_Information:_
= = = = = = =

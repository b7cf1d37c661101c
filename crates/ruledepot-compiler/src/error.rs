//! Marshaller error types

use thiserror::Error;

/// Marshaller error
#[derive(Error, Debug, Clone, PartialEq, Eq)]
pub enum MarshalError {
    /// A pattern variant placed where it cannot be rendered
    #[error("Unsupported pattern {construct} for {context}")]
    UnsupportedPattern { construct: String, context: String },

    /// Source text cannot be turned back into a rule model
    #[error("Unmarshal not implemented: {0}")]
    Unmarshal(String),
}

impl MarshalError {
    pub(crate) fn unsupported_pattern(construct: &str, context: &str) -> Self {
        MarshalError::UnsupportedPattern {
            construct: construct.to_string(),
            context: context.to_string(),
        }
    }
}

/// Result type for marshaller operations
pub type Result<T> = std::result::Result<T, MarshalError>;
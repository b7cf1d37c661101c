//! Error types for ruledepot core

use thiserror::Error;

/// Core error type
#[derive(Error, Debug)]
pub enum CoreError {
    #[error("Invalid value: {0}")]
    InvalidValue(String),

    #[error("Unknown operator: {0}")]
    UnknownOperator(String),

    #[error("Invalid rule model: {0}")]
    InvalidModel(String),
}

pub type Result<T> = std::result::Result<T, CoreError>;
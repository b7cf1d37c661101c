//! Output buffer for DRL text

use std::fmt::{self, Display};

/// Marker that opens a structured line in a DSL-enhanced rule
pub const DSL_MARKER: char = '>';

/// Accumulates rendered DRL
///
/// The writer never adds whitespace of its own. Callers supply every
/// separator so the output is byte-for-byte predictable.
#[derive(Debug, Default, Clone)]
pub struct DrlWriter {
    buf: String,
}

impl DrlWriter {
    pub fn new() -> Self {
        Self::default()
    }

    /// Append raw text
    pub fn push(&mut self, text: &str) -> &mut Self {
        self.buf.push_str(text);
        self
    }

    pub fn push_char(&mut self, c: char) -> &mut Self {
        self.buf.push(c);
        self
    }

    /// Append a value through its `Display` impl
    pub fn push_display(&mut self, value: impl Display) -> &mut Self {
        use std::fmt::Write;
        // Writing into a String cannot fail
        let _ = write!(self.buf, "{}", value);
        self
    }

    /// Append `text` followed by a newline
    pub fn line(&mut self, text: &str) -> &mut Self {
        self.buf.push_str(text);
        self.buf.push('\n');
        self
    }

    /// Start a structured line: indentation, then `>` when DSL-enhanced
    pub fn begin_line(&mut self, indentation: &str, dsl_enhanced: bool) -> &mut Self {
        self.buf.push_str(indentation);
        if dsl_enhanced {
            self.buf.push(DSL_MARKER);
        }
        self
    }

    pub fn as_str(&self) -> &str {
        &self.buf
    }

    pub fn is_empty(&self) -> bool {
        self.buf.is_empty()
    }

    pub fn into_string(self) -> String {
        self.buf
    }
}

impl Display for DrlWriter {
    fn fmt(&self, f: &mut fmt::Formatter<'_>) -> fmt::Result {
        f.write_str(&self.buf)
    }
}
use bitflags::bitflags;

use crate::rdma::buf::*;
use crate::rdma::type_alias::*;

use super::Sge;

bitflags! {
    /// Hardware send flags of a work request.
    #[derive(Debug, Clone, Copy, PartialEq, Eq, Default)]
    pub struct SendFlags: u32 {
        /// Request a completion for this work request.
        const SIGNALED = 1 << 1;
        /// Copy the payload into the work request.
        const INLINE = 1 << 3;
        /// Offload IP and L4 checksum calculation.
        const IP_CSUM = 1 << 4;
    }
}

bitflags! {
    /// Per-packet transmit attributes chosen by the caller.
    #[derive(Debug, Clone, Copy, PartialEq, Eq, Default)]
    pub struct TxPacketAttr: u32 {
        /// Compute the L3 checksum.
        const L3_CSUM = 1 << 0;
        /// Compute the L4 checksum.
        const L4_CSUM = 1 << 1;
    }
}

/// Send work request.
///
/// The same request value may be reused by the caller across sends; the
/// manager never leaves [`SendFlags::SIGNALED`] set on it after posting.
#[derive(Debug, Clone, PartialEq, Eq)]
pub struct SendWr {
    /// Work request identifier.
    pub wr_id: WrId,

    /// Scatter/gather list.
    pub sgl: Vec<Sge>,

    /// Send flags.
    pub flags: SendFlags,

    /// Whether the payload lives in a zero-copy buffer.
    pub zero_copy: bool,
}

impl SendWr {
    /// Create an empty send work request.
    pub fn new(wr_id: WrId) -> Self {
        Self {
            wr_id,
            sgl: Vec::new(),
            flags: SendFlags::empty(),
            zero_copy: false,
        }
    }

    /// Create a send work request that transmits the first `len` bytes of
    /// the given buffer.
    pub fn for_buffer(desc: &BufferDesc, len: u32) -> Self {
        Self {
            wr_id: desc.id.wr_id(),
            sgl: vec![Sge {
                addr: desc.addr,
                length: len.min(desc.len),
                lkey: desc.lkey,
            }],
            flags: SendFlags::empty(),
            zero_copy: desc.is_zcopy(),
        }
    }

    /// Append a scatter/gather entry.
    pub fn sge(mut self, sge: Sge) -> Self {
        self.sgl.push(sge);
        self
    }

    /// Determine whether this request asks for a completion.
    #[inline]
    pub fn is_signaled(&self) -> bool {
        self.flags.contains(SendFlags::SIGNALED)
    }

    /// Get the total payload length.
    pub fn payload_len(&self) -> u64 {
        self.sgl.iter().map(|sge| sge.length as u64).sum()
    }
}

= = = = = = =

Determine the number of lines in the listing that hold the word "length", and supply that number and nothing further.

_Exercise response:_ 3